> [Stored data entries]
┌──

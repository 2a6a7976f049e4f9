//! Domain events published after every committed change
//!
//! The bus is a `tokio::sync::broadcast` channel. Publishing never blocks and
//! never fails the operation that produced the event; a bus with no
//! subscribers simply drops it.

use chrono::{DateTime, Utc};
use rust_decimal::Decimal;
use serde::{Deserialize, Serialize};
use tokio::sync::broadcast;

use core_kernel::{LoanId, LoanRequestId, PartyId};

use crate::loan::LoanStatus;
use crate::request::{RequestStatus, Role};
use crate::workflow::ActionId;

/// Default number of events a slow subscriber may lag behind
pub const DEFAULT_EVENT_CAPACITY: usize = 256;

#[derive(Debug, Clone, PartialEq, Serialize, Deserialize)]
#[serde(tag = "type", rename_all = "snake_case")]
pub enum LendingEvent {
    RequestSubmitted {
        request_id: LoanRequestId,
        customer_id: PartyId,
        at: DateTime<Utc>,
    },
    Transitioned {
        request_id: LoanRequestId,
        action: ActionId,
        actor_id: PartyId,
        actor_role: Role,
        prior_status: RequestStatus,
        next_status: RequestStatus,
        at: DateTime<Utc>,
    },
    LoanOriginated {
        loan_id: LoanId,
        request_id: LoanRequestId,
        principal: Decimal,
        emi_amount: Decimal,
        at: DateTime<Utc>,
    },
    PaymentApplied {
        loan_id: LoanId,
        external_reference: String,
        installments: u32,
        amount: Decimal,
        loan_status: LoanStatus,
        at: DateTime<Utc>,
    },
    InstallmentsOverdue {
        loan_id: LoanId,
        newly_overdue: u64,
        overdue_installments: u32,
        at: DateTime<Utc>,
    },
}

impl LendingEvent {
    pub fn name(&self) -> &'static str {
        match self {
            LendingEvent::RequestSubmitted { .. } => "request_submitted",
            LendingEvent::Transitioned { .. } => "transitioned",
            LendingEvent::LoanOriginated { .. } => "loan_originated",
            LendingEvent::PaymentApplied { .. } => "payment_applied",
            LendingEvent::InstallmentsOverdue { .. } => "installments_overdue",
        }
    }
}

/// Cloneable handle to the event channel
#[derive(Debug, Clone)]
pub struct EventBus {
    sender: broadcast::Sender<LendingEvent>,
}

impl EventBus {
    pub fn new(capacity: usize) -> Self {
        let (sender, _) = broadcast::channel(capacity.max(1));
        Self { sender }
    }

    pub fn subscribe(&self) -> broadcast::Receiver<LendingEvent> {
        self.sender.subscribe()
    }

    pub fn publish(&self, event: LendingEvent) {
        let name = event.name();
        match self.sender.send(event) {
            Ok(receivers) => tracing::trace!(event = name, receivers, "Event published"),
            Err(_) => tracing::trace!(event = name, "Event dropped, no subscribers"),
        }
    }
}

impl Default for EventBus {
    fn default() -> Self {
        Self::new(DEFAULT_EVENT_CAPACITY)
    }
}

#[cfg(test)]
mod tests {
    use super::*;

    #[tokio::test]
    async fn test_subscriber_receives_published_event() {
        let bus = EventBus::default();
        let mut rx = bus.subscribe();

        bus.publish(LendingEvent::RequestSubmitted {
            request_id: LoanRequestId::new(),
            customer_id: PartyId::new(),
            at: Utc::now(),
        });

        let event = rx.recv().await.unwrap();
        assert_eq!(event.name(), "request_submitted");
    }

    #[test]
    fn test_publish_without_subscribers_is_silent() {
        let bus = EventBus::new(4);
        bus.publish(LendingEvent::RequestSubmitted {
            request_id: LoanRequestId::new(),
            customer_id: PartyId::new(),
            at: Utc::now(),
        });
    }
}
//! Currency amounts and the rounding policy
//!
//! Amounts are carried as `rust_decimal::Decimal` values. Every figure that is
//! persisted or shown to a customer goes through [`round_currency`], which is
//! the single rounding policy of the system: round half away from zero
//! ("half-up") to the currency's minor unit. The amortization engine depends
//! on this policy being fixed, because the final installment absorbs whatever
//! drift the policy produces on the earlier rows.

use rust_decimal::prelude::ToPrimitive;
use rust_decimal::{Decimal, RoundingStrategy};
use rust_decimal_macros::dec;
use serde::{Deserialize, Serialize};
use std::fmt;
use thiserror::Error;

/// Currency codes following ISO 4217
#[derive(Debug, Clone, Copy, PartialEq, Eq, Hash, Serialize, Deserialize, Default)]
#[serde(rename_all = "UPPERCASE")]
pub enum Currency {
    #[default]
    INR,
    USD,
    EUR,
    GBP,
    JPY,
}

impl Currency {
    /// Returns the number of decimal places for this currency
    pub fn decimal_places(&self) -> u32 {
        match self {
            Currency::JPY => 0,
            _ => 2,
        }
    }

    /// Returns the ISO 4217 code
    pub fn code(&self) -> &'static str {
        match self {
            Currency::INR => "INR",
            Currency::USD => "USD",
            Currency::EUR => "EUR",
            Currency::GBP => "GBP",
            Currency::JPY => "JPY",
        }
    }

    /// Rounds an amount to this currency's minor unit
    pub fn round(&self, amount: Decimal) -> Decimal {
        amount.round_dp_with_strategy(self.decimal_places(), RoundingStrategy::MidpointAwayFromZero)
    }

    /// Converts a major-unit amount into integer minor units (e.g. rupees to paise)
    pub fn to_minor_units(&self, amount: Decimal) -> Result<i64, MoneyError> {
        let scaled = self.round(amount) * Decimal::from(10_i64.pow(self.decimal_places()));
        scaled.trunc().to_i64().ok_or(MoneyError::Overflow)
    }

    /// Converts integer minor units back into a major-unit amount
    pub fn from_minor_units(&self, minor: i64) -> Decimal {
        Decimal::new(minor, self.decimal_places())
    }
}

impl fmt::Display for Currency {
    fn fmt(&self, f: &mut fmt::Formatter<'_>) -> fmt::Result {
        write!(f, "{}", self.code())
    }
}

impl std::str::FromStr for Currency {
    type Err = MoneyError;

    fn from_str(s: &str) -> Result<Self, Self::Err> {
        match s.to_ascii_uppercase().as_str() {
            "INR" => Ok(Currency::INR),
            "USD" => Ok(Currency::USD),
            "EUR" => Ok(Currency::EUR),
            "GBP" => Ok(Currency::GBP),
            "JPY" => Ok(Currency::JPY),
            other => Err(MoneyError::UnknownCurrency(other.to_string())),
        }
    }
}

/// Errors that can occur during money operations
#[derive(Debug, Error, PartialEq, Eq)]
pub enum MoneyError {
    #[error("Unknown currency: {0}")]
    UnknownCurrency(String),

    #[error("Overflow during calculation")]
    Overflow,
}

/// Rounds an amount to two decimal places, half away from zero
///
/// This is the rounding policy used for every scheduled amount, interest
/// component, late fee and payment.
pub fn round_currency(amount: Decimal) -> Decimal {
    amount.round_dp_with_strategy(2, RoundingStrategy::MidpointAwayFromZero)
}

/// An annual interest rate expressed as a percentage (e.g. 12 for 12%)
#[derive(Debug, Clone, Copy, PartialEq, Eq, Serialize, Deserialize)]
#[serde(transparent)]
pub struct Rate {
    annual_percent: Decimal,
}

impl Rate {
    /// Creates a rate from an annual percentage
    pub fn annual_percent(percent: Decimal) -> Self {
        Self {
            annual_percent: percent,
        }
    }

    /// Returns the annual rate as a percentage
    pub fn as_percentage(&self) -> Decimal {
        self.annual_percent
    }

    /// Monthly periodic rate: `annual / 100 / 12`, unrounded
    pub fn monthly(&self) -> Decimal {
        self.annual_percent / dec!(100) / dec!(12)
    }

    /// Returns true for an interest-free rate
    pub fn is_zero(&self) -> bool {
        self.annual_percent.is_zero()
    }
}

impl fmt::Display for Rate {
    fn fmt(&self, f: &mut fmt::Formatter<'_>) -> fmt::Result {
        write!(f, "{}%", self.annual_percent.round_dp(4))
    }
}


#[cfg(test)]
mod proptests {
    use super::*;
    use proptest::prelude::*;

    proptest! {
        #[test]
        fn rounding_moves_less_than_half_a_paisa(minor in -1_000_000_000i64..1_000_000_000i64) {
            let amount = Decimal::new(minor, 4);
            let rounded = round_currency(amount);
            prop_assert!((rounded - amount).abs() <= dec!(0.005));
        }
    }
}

└──

> [What is needed] Show the lines of the records that include the string "PartialEq".

> [The answer]
#[derive(Debug, Clone, PartialEq, Serialize, Deserialize)]
#[derive(Debug, Clone, Copy, PartialEq, Eq, Hash, Serialize, Deserialize, Default)]
#[derive(Debug, Error, PartialEq, Eq)]
#[derive(Debug, Clone, Copy, PartialEq, Eq, Serialize, Deserialize)]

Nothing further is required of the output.